Personal information
- Date of birth: 3 July 1972 (age 54)
- Place of birth: Samsun, Turkey
- Position: Midfielder

Youth career
- Rapid
- MVV'02

Senior career*
- Years: Team / Apps / (Gls)
- 1990–1998: Fortuna Sittard / 103 / (15)
- 1995–1997: → Beşiktaş (loan) / 6 / (0)
- 1998–1999: Cambuur / 21 / (0)
- 1999–2000: Sparta / 9 / (2)
- 2001: Jokerit / 6 / (0)
- 2001–2002: MVV / 13 / (0)
- 2002: Omiya Ardija / 16 / (0)
- 2003: MVV Maastricht / 15 / (0)
- 2006–2007: Fortuna Sittard / 1 / (0)
- Total:  / 190 / (17)

Managerial career
- 2007–2010: Fortuna Sittard (assistant)
- 2010–2011: Turkey B
- 2010–2011: Turkey (assistant)
- 2017–2018: MVV Maastricht (assistant)
- 2019–2020: MVV Maastricht

= Fuat Usta =

Turkish footballer (born 1972)

Fuat Usta (born 3 July 1972) is a Turkish football coach and former professional player.

==Playing career==
Usta played as a midfielder in the Netherlands, Turkey, Finland, and Japan with Rapid, MVV'02, Fortuna Sittard, Beşiktaş, Cambuur, Sparta, Jokerit, MVV and Omiya Ardija.

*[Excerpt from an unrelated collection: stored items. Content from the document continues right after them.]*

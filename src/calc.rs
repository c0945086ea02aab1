//! Derived field calculation for batch reports
//!
//! Every derived field is recomputed from the raw [`InputBag`] on each call.
//! Stages whose inputs are missing, non-numeric, or hit a zero denominator
//! come out as `None`, and only the stages depending on them follow; the
//! rest of the report still computes. Values stay unrounded between stages
//! and are rounded once, when the [`OutputBag`] is formatted.
use super::bag::{InputBag, OutputBag};
use super::variant::FormVariant;
use rust_decimal::prelude::FromPrimitive;
use rust_decimal::{Decimal, RoundingStrategy};

/// Brine is dosed over a fixed window, in minutes.
pub const DOSING_MINUTES: f64 = 20.0;

const SINGULARITY_EPSILON: f64 = 1e-9;

/// Number of weighing rows in the primary material block.
pub const WEIGHING_ROWS: usize = 2;

pub mod paths {
    // inputs
    pub const RAW_WEIGHT: &str = "rawWeight";
    pub const TARE_WEIGHT: &str = "tareWeight";
    pub const WATER_CONTENT: &str = "brine.waterContent";
    pub const STD_MEAN_MOISTURE: &str = "brine.stdMeanMoisture";
    pub const NACL_WATER: &str = "brine.naclWater";
    pub const NACL_SPECIFIC_GRAVITY: &str = "brine.naclSpecificGravity";
    pub const REWORK_QUANTITY: &str = "ncr.quantity";
    pub const PACKED_WEIGHT: &str = "packing.actualWeight";

    // outputs
    pub const NET_WEIGHT: &str = "netWeight";
    pub const TOTAL_MATERIALS: &str = "rawMaterials.totalWeight";
    pub const NACL_CONTENT: &str = "brine.naclContent";
    pub const INTERMEDIATE_WATER: &str = "brine.intermediateWater";
    pub const TOTAL_NACL_WATER: &str = "brine.totalNaclWater";
    pub const FINAL_NACL_WATER: &str = "brine.finalNaclWater";
    pub const FLOW_RATE: &str = "brine.flowRate";
    pub const GRAND_TOTAL: &str = "summary.grandTotal";
    pub const YIELD_RATE: &str = "packing.yieldRate";
}

/// Unrounded stages B to E of the brine dosing calculation.
#[derive(Debug, Clone, Copy, PartialEq)]
pub struct BrineChain {
    /// Stage B: NaCl carried by the dose.
    pub nacl_content: f64,
    /// Stage C: water carried by the dose.
    pub intermediate_water: f64,
    /// Stage D: total brine dose by weight.
    pub total_nacl_water: f64,
    /// Stage E: dose volume, `None` without a usable specific gravity.
    pub final_nacl_water: Option<f64>,
    pub flow_rate: Option<f64>,
}

/// Percentages feeding the brine chain, as whole numbers.
#[derive(Debug, Clone, Copy, PartialEq)]
pub struct BrineParams {
    pub water_content_pct: f64,
    pub std_mean_moisture_pct: f64,
    pub nacl_water_pct: f64,
    pub specific_gravity: Option<f64>,
}

/// Every derived value of one report, before formatting.
#[derive(Debug, Clone, PartialEq)]
pub struct Calculation {
    pub net_weights: [Option<f64>; WEIGHING_ROWS],
    pub primary_total: Option<f64>,
    pub total_materials: Option<f64>,
    pub brine: Option<BrineChain>,
    pub grand_total: Option<f64>,
    pub yield_rate: Option<f64>,
}

/// Net weight of a single weighing. Readings at or below the tare are not
/// weighed yet rather than negative.
pub fn net_weight(raw_reading: Option<f64>, tare: f64) -> Option<f64> {
    let net = raw_reading? - tare;
    (net > 0.0).then_some(net)
}

/// Sum of the valid rows, `None` if no row has been weighed.
pub fn weighing_total(nets: &[Option<f64>]) -> Option<f64> {
    nets.iter().flatten().copied().reduce(|a, b| a + b)
}

/// Primary total plus every auxiliary quantity; absent auxiliaries count as 0.
pub fn total_materials(primary_total: Option<f64>, auxiliaries: &[Option<f64>]) -> Option<f64> {
    let auxiliary_sum: f64 = auxiliaries.iter().map(|q| q.unwrap_or(0.0)).sum();
    Some(primary_total? + auxiliary_sum)
}

pub fn brine_chain(
    total_materials: f64,
    primary_total: f64,
    params: &BrineParams,
) -> Option<BrineChain> {
    let water = params.water_content_pct / 100.0;
    let moisture = params.std_mean_moisture_pct / 100.0;
    let nacl = params.nacl_water_pct / 100.0;

    let denominator = 1.0 - nacl - moisture;
    if denominator.abs() < SINGULARITY_EPSILON || nacl.abs() < SINGULARITY_EPSILON {
        return None;
    }

    let numerator = total_materials * moisture - primary_total * water;
    let nacl_content = numerator / denominator * nacl;
    let intermediate_water = nacl_content / nacl * (1.0 - nacl);
    let total_nacl_water = nacl_content + intermediate_water;

    let final_nacl_water = params
        .specific_gravity
        .filter(|sg| *sg > 0.0)
        .map(|sg| total_nacl_water / sg);
    let flow_rate = final_nacl_water.map(|volume| volume / DOSING_MINUTES);

    Some(BrineChain {
        nacl_content,
        intermediate_water,
        total_nacl_water,
        final_nacl_water,
        flow_rate,
    })
}

/// Compute every stage for `inputs` under `variant`'s constants.
pub fn evaluate(inputs: &InputBag, variant: &FormVariant) -> Calculation {
    let mut net_weights = [None; WEIGHING_ROWS];
    for (index, slot) in net_weights.iter_mut().enumerate() {
        let row = index + 1;
        let raw = inputs.number(&variant.weighing_path(row, paths::RAW_WEIGHT));
        let tare = inputs
            .number(&variant.weighing_path(row, paths::TARE_WEIGHT))
            .unwrap_or(variant.tare_weight);
        *slot = net_weight(raw, tare);
    }
    let primary_total = weighing_total(&net_weights);

    let auxiliaries: Vec<Option<f64>> = variant
        .auxiliary_materials
        .iter()
        .map(|path| inputs.number(path))
        .collect();
    let total_materials = total_materials(primary_total, &auxiliaries);

    let brine = match (total_materials, primary_total, inputs.number(paths::WATER_CONTENT)) {
        (Some(total), Some(primary), Some(water_content_pct)) => {
            let params = BrineParams {
                water_content_pct,
                std_mean_moisture_pct: inputs
                    .number(paths::STD_MEAN_MOISTURE)
                    .unwrap_or(variant.std_mean_moisture_pct),
                nacl_water_pct: inputs
                    .number(paths::NACL_WATER)
                    .unwrap_or(variant.nacl_water_pct),
                specific_gravity: Some(
                    inputs
                        .number(paths::NACL_SPECIFIC_GRAVITY)
                        .unwrap_or(variant.nacl_specific_gravity),
                ),
            };
            brine_chain(total, primary, &params)
        }
        _ => None,
    };

    let rework = inputs.number(paths::REWORK_QUANTITY).unwrap_or(0.0);
    let grand_total = match (total_materials, brine) {
        (Some(total), Some(chain)) => Some(total + chain.total_nacl_water + rework),
        _ => None,
    };

    let yield_rate = inputs
        .number(paths::PACKED_WEIGHT)
        .filter(|w| *w > 0.0)
        .filter(|_| variant.std_yield_weight > 0.0)
        .map(|w| w / variant.std_yield_weight * 100.0);

    Calculation {
        net_weights,
        primary_total,
        total_materials,
        brine,
        grand_total,
        yield_rate,
    }
}

/// Round half away from zero and render exactly `places` fraction digits.
pub fn format_fixed(value: Option<f64>, places: u32) -> Option<String> {
    let mut decimal = Decimal::from_f64(value?)?
        .round_dp_with_strategy(places, RoundingStrategy::MidpointAwayFromZero);
    if decimal.is_zero() {
        decimal.set_sign_positive(true);
    }
    decimal.rescale(places);
    Some(decimal.to_string())
}

impl Calculation {
    pub fn to_output_bag(&self, variant: &FormVariant) -> OutputBag {
        let precision = &variant.precision;
        let mut out = OutputBag::new();

        for (index, net) in self.net_weights.iter().enumerate() {
            out.insert(
                &variant.weighing_path(index + 1, paths::NET_WEIGHT),
                format_fixed(*net, precision.net_weight),
            );
        }
        out.insert(
            &variant.primary_total_path(),
            format_fixed(self.primary_total, precision.net_weight),
        );
        out.insert(
            paths::TOTAL_MATERIALS,
            format_fixed(self.total_materials, precision.total_materials),
        );

        let brine = self.brine.as_ref();
        out.insert(
            paths::NACL_CONTENT,
            format_fixed(brine.map(|b| b.nacl_content), precision.nacl_content),
        );
        out.insert(
            paths::INTERMEDIATE_WATER,
            format_fixed(brine.map(|b| b.intermediate_water), precision.intermediate_water),
        );
        out.insert(
            paths::TOTAL_NACL_WATER,
            format_fixed(brine.map(|b| b.total_nacl_water), precision.total_nacl_water),
        );
        out.insert(
            paths::FINAL_NACL_WATER,
            format_fixed(brine.and_then(|b| b.final_nacl_water), precision.final_nacl_water),
        );
        out.insert(
            paths::FLOW_RATE,
            format_fixed(brine.and_then(|b| b.flow_rate), precision.flow_rate),
        );

        out.insert(
            paths::GRAND_TOTAL,
            format_fixed(self.grand_total, precision.grand_total),
        );
        out.insert(
            paths::YIELD_RATE,
            format_fixed(self.yield_rate, precision.yield_rate),
        );
        out
    }
}

/// Derive the full output bag for one report.
pub fn compute_outputs(inputs: &InputBag, variant: &FormVariant) -> OutputBag {
    evaluate(inputs, variant).to_output_bag(variant)
}

#[cfg(test)]
mod tests {
    use super::*;

    fn bz3() -> &'static FormVariant {
        FormVariant::lookup("BZ3").unwrap()
    }

    // rows net to 500 each against the 22.5 BZ3 tare
    fn bz3_batch() -> InputBag {
        InputBag::new()
            .set("rc417Weighting.row1.rawWeight", 522.5)
            .set("rc417Weighting.row2.rawWeight", "522.5")
            .set("rawMaterials.magnesiumHydroxide", 50.0)
            .set("rawMaterials.activatedCarbon", 20.0)
            .set(paths::WATER_CONTENT, 2.0)
            .set(paths::REWORK_QUANTITY, 300.0)
    }

    fn close(value: Option<&str>, expected: f64) -> bool {
        value
            .and_then(|v| v.parse::<f64>().ok())
            .is_some_and(|v| (v - expected).abs() <= 0.01)
    }

    #[test]
    fn bz3_reference_batch() {
        let out = compute_outputs(&bz3_batch(), bz3());

        assert_eq!(out.get("rc417Weighting.row1.netWeight"), Some("500.00"));
        assert_eq!(out.get("rc417Weighting.total"), Some("1000.00"));
        assert_eq!(out.get(paths::TOTAL_MATERIALS), Some("1070.00"));
        assert!(close(out.get(paths::TOTAL_NACL_WATER), 884.95));
        assert!(close(out.get(paths::FINAL_NACL_WATER), 804.5));
        assert_eq!(out.get(paths::FLOW_RATE), Some("40"));
        assert!(close(out.get(paths::GRAND_TOTAL), 2254.95));
    }

    #[test]
    fn stage_d_is_carried_unrounded() {
        let calc = evaluate(&bz3_batch(), bz3());
        let chain = calc.brine.unwrap();

        let expected = (1070.0 * 0.395 - 1000.0 * 0.02) / (1.0 - 0.15 - 0.395);
        assert!((chain.total_nacl_water - expected).abs() < 1e-6);
        assert!((chain.nacl_content + chain.intermediate_water - chain.total_nacl_water).abs() < 1e-9);
        let volume = chain.final_nacl_water.unwrap();
        assert!((volume - chain.total_nacl_water / 1.1).abs() < 1e-9);
        assert!((calc.grand_total.unwrap() - (1070.0 + chain.total_nacl_water + 300.0)).abs() < 1e-9);
    }

    #[test]
    fn net_weight_clamps_at_tare() {
        assert_eq!(net_weight(Some(22.5), 22.5), None);
        assert_eq!(net_weight(Some(10.0), 22.5), None);
        assert_eq!(net_weight(Some(0.0), 0.0), None);
        assert_eq!(net_weight(None, 22.5), None);
        assert_eq!(net_weight(Some(100.25), 22.5), Some(100.25 - 22.5));
    }

    #[test]
    fn weighing_total_needs_one_valid_row() {
        assert_eq!(weighing_total(&[None, None]), None);
        assert_eq!(weighing_total(&[None, Some(4.0)]), Some(4.0));
        assert_eq!(weighing_total(&[Some(1.5), Some(4.0)]), Some(5.5));
    }

    #[test]
    fn singular_denominator_nulls_brine_only() {
        let inputs = bz3_batch()
            .set(paths::STD_MEAN_MOISTURE, 85.0)
            .set(paths::NACL_WATER, 15.0);
        let out = compute_outputs(&inputs, bz3());

        assert_eq!(out.get(paths::TOTAL_MATERIALS), Some("1070.00"));
        for path in [
            paths::NACL_CONTENT,
            paths::INTERMEDIATE_WATER,
            paths::TOTAL_NACL_WATER,
            paths::FINAL_NACL_WATER,
            paths::FLOW_RATE,
            paths::GRAND_TOTAL,
        ] {
            assert!(out.is_null(path), "{path} should be null");
        }
    }

    #[test]
    fn missing_specific_gravity_only_nulls_stage_e() {
        let inputs = bz3_batch().set(paths::NACL_SPECIFIC_GRAVITY, 0.0);
        let out = compute_outputs(&inputs, bz3());

        assert!(out.get(paths::TOTAL_NACL_WATER).is_some());
        assert!(out.get(paths::GRAND_TOTAL).is_some());
        assert!(out.is_null(paths::FINAL_NACL_WATER));
        assert!(out.is_null(paths::FLOW_RATE));
    }

    #[test]
    fn yield_rate_uses_standard_yield_weight() {
        let inputs = InputBag::new().set(paths::PACKED_WEIGHT, 2090.0);
        let out = compute_outputs(&inputs, bz3());

        assert_eq!(out.get(paths::YIELD_RATE), Some("95.0"));
        assert!(out.is_null(paths::TOTAL_MATERIALS));
    }

    #[test]
    fn format_fixed_rounds_half_away_from_zero() {
        assert_eq!(format_fixed(Some(1070.0), 2).as_deref(), Some("1070.00"));
        assert_eq!(format_fixed(Some(0.125), 2).as_deref(), Some("0.13"));
        assert_eq!(format_fixed(Some(40.5), 0).as_deref(), Some("41"));
        assert_eq!(format_fixed(Some(-0.001), 2).as_deref(), Some("0.00"));
        assert_eq!(format_fixed(Some(f64::NAN), 2), None);
        assert_eq!(format_fixed(None, 2), None);
    }
}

Usta left MVV in August 2002 to sign with Japanese club Omiya Ardija until the end of the 2002 season. He returned to MVV in January 2003, on an amateur contract.

==Coaching career==
After three years working as an assistant manager of Fortuna Sittard, in July 2010 he was appointed by Guus Hiddink to be an assistant coach of the Turkey national team. He was also responsible for the U23 team. In October 2012 he moved with Hiddink to Russian club Anzhi Makhachkala, where he became head of youth education. He left Anzhi in 2017.

In the 2016–17 season, Usta did an internship at MVV Maastricht to complete his UEFA Pro course at the KNVB in May 2018. In the 2017–18 season, he worked as assistant manager for the club. Ahead of the 2019–20 season signed a one-year contract as the club's new manager. His contract was not renewed for the 2020–21 season.